Joseph Kabila, président du la RDC. Photo Galerie du Parlement Européen (CC BY-NC-ND 2.0)

Le 14 octobre dernier, les projecteurs s’éteignaient sur le 14ème Sommet de la Francophonie, qui s’est tenu du 13 au 14 octobre 2012 à Kinshasa, la capitale de la République Démocratique du Congo, sur le thème des « enjeux environnementaux et économiques face à la gouvernance mondiale ». Bilan politique, diplomatique et économique de ce Sommet controversé.

Seize chefs d’Etat ont fait le déplacement à Kinshasa. Dès le vendredi 12 octobre, on a noté l’arrivée du président du Gabon, Ali Bongo, du Cameroun, Paul Biya, du Niger, Mahamadou Issoufou, de la Côte d’Ivoire Alassane Ouattara, de la Guinée, Alpha Condé, de Centrafrique, François Bozizé, du Burkina Faso, Blaise Compaoré, du Burundi, Pierre Nkurunziza, et de la Tunisie, Moncef Marzouki, de Haïtie, Michel Martelly. Le président français François Hollande, est arrivé le samedi 13 octobre. On notera aussi la présence du président Denis Sassou Nguessodu du Congo Brazza, du président comorien, Ikililou Dhoinine, du premier ministre canadien, Stephen Harper. La Suisse était représentée par le vice-président du Conseil fédéral, Ueli Maurer.

Mais si ce dernier ce Sommet a fait couler tant d’encre et de salive, c’est justement à cause de son caractère hyper politisé, car les enjeux étaient considérables, tant pour ses organisateurs que pour ses détracteurs. Revenons sur cet événement afin de comprendre les raisons de cet excès de politisation et d’en dresser le bilan.

Les contestations

Avant le Sommet, plusieurs voix se sont levées pour condamner sa tenue dans un pays qui a connu « les pires élections du monde » à en croire Radio France Internationale. Des Congolais de l’intérieur du pays et ceux de la diaspora se sont mobilisés, en France, en Belgique, au Canada, en Suisse et ailleurs, pour dire non à ce qu’ils appellent « la francophonie du sang » ; celle qui, en organisant son Sommet au Congo, est une insulte à la misère du peuple congolais dans le contexte politique actuel.
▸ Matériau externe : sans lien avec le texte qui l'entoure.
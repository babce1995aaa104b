use strike_shared::*;

use crate::arena::{has_hit_obstacle, is_within_bounds, projectile_location_at};
use crate::physics::{engine_accelerations, rocket_angular_velocity, rocket_velocity};

/// Advance the world by one tick using the most recently committed inputs.
///
/// Order matters: the rocket moves first, then projectiles are retired, a
/// shot recorded at the pre-advance time is launched, the turret turns and
/// finally the clock advances.
pub fn move_objects(world: &mut World) {
    move_rocket(world);
    mark_projectiles_off_board(world);

    if should_fire(world) {
        fire_projectile(world);
    }

    rotate_turret(world);
    world.history.time += world.parameters.time.timestep;
}

/// Semi-implicit Euler: velocities first, then positions with the new velocities.
fn move_rocket(world: &mut World) {
    let dt = world.parameters.time.timestep;
    let (acceleration, angular_acceleration) = engine_accelerations(world);

    let velocity = rocket_velocity(world) + acceleration * dt;
    let angular_velocity = rocket_angular_velocity(world) + angular_acceleration * dt;

    let rocket = &mut world.history.rocket;
    let location = rocket.location() + velocity * dt;
    let angle = normalize_angle(rocket.angle() + angular_velocity * dt);
    rocket.locations.push(location);
    rocket.angles.push(angle);
}

/// Projectile positions are derived from launch data, so advancing them is
/// implicit in the clock. Any that will have left the arena or entered an
/// obstacle by the end of this tick are retired for good, stamped with that
/// end-of-tick time so the hit check can still sweep their last stretch.
fn mark_projectiles_off_board(world: &mut World) {
    let end_of_tick = world.history.time + world.parameters.time.timestep;
    let retired: Vec<usize> = world
        .history
        .projectiles
        .iter()
        .enumerate()
        .filter(|(_, p)| p.on_board)
        .filter(|(_, p)| {
            let location = projectile_location_at(&world.parameters, p, end_of_tick);
            !is_within_bounds(&world.parameters, location)
                || has_hit_obstacle(&world.parameters, location, 0.0)
        })
        .map(|(i, _)| i)
        .collect();

    for i in retired {
        world.history.projectiles[i].take_off_board(end_of_tick);
    }
}

/// A shot is recorded at the pre-advance time of the tick it is taken in.
fn should_fire(world: &World) -> bool {
    world
        .history
        .turret
        .last_fired()
        .is_some_and(|last| is_close(last, world.history.time))
}

fn fire_projectile(world: &mut World) {
    let projectile = ProjectileRecord::new(world.history.turret.angle(), world.history.time);
    log::debug!(
        "projectile launched at t={:.2} angle={:.3}",
        projectile.launch_time,
        projectile.firing_angle
    );
    world.history.projectiles.push(projectile);
}

fn rotate_turret(world: &mut World) {
    let dt = world.parameters.time.timestep;
    let turret = &mut world.history.turret;
    let angle = normalize_angle(turret.angle() + turret.rotation_velocity() * dt);
    turret.angles.push(angle);
}

#[cfg(test)]
mod tests {
    use super::*;
    use std::f64::consts::PI;

    fn world() -> World {
        GameConfig::default().world()
    }

    fn commit_turret(world: &mut World, inputs: TurretInputs) {
        let time = world.history.time;
        let turret = &mut world.history.turret;
        turret.rotation_velocities.push(inputs.rotation_velocity);
        if inputs.fire {
            turret.when_fired.push(time);
        }
    }

    fn tick(world: &mut World, rocket: RocketInputs, turret: TurretInputs) {
        world.history.rocket.push_inputs(&rocket);
        commit_turret(world, turret);
        move_objects(world);
    }

    #[test]
    fn test_idle_tick_grows_history_in_lockstep() {
        let mut world = world();
        tick(&mut world, RocketInputs::none(), TurretInputs::none());

        let h = &world.history;
        assert_eq!(h.rocket.locations.len(), 2);
        assert_eq!(h.rocket.angles.len(), 2);
        assert_eq!(h.turret.angles.len(), 2);
        assert_eq!(h.rocket.location(), Coordinate::new(-80.0, 50.0));
        assert!((h.time - 0.1).abs() < 1e-12);
        assert!(h.projectiles.is_empty());
    }

    #[test]
    fn test_main_engine_accelerates_from_rest() {
        let mut world = world();
        let full = RocketInputs { main: 100.0, ..RocketInputs::none() };

        // a = 1 m/s^2: v = 0.1 after one tick, p += 0.01
        tick(&mut world, full, TurretInputs::none());
        assert!((world.history.rocket.location().x - (-79.99)).abs() < 1e-9);

        // v = 0.2, p += 0.02
        tick(&mut world, full, TurretInputs::none());
        assert!((world.history.rocket.location().x - (-79.97)).abs() < 1e-9);
    }

    #[test]
    fn test_rocket_keeps_coasting() {
        let mut world = world();
        let burn = RocketInputs {
            main: 100.0,
            ..RocketInputs::none()
        };
        tick(&mut world, burn, TurretInputs::none());
        let after_burn = world.history.rocket.location();
        tick(&mut world, RocketInputs::none(), TurretInputs::none());
        let v = rocket_velocity(&world);
        assert!((v.x - 0.1).abs() < 1e-9);
        assert!(world.history.rocket.location().x > after_burn.x);
    }

    #[test]
    fn test_fire_launches_at_current_angle_and_time() {
        let mut world = world();
        world.history.turret.angles = vec![0.5];
        tick(&mut world, RocketInputs::none(), TurretInputs { rotation_velocity: 1.0, fire: true });

        let p = world.history.projectiles[0];
        assert_eq!(p.firing_angle, 0.5);
        assert_eq!(p.launch_time, 0.0);
        assert!(p.on_board);
        assert!((world.history.turret.angle() - 0.6).abs() < 1e-12);

        // No second launch on the next tick.
        tick(&mut world, RocketInputs::none(), TurretInputs::none());
        assert_eq!(world.history.projectiles.len(), 1);
    }

    #[test]
    fn test_turret_angle_wraps() {
        let mut world = world();
        world.history.turret.angles = vec![PI - 0.05];
        let turn = TurretInputs {
            rotation_velocity: 1.0,
            fire: false,
        };
        tick(&mut world, RocketInputs::none(), turn);
        let angle = world.history.turret.angle();
        assert!(angle < 0.0 && (angle - (-PI + 0.05)).abs() < 1e-9);
    }

    #[test]
    fn test_projectile_leaving_arena_is_retired() {
        let mut world = world();
        tick(&mut world, RocketInputs::none(), TurretInputs { rotation_velocity: 0.0, fire: true });

        // 100 m to the wall at 45 m/s: gone after 23 ticks.
        for _ in 0..30 {
            tick(&mut world, RocketInputs::none(), TurretInputs::none());
        }
        let retired = world.history.projectiles[0];
        assert!(!retired.on_board);
        // 100 / 45 = 2.22 s, so retired at the end of the tick ending at 2.3 s.
        assert!((retired.retired_at.unwrap() - 2.3).abs() < 1e-9);

        // Sticky.
        tick(&mut world, RocketInputs::none(), TurretInputs::none());
        assert_eq!(world.history.projectiles[0], retired);
    }

    #[test]
    fn test_projectile_entering_obstacle_is_retired() {
        let mut world = world();
        world.parameters.environment.obstacles.push(Obstacle {
            location: Coordinate::new(20.0, 0.0),
            radius: 5.0,
        });
        tick(&mut world, RocketInputs::none(), TurretInputs { rotation_velocity: 0.0, fire: true });
        for _ in 0..4 {
            tick(&mut world, RocketInputs::none(), TurretInputs::none());
        }
        // At t = 0.4 the shot is 18 m out, inside the obstacle.
        assert!(!world.history.projectiles[0].on_board);
    }
}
Si les appels de ses contestataires n’ont pas réussi à faire délocaliser le Sommet, ils ont néanmoins contribué à sa sur-médiatisation et surtout à semer le doute, à entretenir l’incertitude, à faire durer le suspens et à montrer que le Congo va mal, au point qu’à un certain moment, la thèse de délocaliser le Sommet à l’Ile Maurice avait été évoquée dans certains milieux proches des organisateurs. Abordons maintenant les raisons qui ont contribué à l’hyper politisation du 14eme Sommet de la Francophonie. Pour commencer, le contexte politique international a beaucoup joué dans l’appréciation de ce Sommet.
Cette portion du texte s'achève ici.